Extracted data entries
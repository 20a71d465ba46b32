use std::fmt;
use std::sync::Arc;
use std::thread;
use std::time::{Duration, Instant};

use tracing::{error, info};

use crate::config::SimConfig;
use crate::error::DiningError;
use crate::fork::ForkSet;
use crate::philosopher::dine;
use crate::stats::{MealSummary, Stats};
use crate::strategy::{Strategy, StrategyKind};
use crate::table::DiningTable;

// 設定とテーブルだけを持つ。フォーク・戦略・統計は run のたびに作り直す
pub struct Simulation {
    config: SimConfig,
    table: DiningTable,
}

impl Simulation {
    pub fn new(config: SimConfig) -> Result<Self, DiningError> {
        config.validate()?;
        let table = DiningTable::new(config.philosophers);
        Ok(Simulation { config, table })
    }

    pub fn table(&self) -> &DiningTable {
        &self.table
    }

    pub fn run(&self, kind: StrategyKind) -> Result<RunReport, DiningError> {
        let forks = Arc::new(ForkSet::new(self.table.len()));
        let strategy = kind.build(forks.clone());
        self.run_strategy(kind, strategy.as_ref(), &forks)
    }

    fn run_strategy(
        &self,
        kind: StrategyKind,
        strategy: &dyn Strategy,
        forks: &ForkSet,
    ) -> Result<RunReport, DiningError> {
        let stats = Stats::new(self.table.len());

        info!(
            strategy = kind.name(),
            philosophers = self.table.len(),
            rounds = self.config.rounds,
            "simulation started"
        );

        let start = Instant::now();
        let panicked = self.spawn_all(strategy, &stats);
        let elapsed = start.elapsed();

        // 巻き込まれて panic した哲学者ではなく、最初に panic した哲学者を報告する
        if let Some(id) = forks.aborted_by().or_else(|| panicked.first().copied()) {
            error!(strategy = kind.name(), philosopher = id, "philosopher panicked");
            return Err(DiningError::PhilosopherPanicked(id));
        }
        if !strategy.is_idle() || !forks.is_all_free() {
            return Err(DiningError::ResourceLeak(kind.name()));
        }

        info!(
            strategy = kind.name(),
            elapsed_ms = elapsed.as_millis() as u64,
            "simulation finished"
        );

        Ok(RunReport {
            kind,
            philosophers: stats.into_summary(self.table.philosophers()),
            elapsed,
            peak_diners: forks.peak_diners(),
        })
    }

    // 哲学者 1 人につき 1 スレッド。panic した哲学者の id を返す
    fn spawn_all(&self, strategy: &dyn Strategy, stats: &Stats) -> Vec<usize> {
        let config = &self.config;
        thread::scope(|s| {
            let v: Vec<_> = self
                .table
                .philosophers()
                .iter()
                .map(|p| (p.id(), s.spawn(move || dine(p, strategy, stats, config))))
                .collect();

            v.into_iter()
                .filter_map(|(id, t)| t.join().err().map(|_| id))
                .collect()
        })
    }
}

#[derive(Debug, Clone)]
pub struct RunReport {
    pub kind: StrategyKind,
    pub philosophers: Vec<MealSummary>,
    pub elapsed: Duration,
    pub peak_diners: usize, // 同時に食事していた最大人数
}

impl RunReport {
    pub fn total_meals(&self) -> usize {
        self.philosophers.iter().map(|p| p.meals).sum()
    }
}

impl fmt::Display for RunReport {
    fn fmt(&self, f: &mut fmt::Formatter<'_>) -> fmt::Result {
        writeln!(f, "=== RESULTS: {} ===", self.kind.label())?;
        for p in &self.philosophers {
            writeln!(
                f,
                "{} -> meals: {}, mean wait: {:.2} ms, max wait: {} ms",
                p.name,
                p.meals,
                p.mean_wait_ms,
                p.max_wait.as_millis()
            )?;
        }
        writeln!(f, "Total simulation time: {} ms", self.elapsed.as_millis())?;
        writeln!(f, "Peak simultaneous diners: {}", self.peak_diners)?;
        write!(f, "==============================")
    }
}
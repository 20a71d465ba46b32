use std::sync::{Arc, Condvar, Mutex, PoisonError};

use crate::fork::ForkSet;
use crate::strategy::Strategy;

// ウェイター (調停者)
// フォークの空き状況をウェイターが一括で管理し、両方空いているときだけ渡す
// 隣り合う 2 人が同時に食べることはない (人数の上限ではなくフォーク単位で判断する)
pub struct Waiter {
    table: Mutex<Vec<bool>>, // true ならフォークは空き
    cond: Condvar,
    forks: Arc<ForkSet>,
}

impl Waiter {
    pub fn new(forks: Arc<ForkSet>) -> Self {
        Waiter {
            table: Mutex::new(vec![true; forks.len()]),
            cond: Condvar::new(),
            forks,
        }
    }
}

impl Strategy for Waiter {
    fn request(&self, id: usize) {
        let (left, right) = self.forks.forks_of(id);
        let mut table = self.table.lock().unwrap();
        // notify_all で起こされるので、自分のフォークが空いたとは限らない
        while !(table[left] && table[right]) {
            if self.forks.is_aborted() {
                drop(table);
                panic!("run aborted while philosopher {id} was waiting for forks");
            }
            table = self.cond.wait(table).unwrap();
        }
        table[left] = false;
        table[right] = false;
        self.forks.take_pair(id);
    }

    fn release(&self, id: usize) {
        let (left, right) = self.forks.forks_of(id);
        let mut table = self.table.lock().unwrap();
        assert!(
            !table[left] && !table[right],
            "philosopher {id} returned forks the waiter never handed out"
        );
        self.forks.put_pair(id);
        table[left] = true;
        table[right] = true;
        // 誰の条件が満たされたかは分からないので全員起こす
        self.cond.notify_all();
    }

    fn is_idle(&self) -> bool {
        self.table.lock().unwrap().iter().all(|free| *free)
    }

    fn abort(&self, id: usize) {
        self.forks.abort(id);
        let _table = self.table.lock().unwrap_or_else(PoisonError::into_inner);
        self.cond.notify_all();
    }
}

• THE PROBLEM: The result consists of the line with "fn abort(&self, id: usize)" through the last line of the entries above, repeated exactly and with nothing else.

• WRITTEN REPLY:
    fn abort(&self, id: usize) {
        self.forks.abort(id);
        let _table = self.table.lock().unwrap_or_else(PoisonError::into_inner);
        self.cond.notify_all();
    }
}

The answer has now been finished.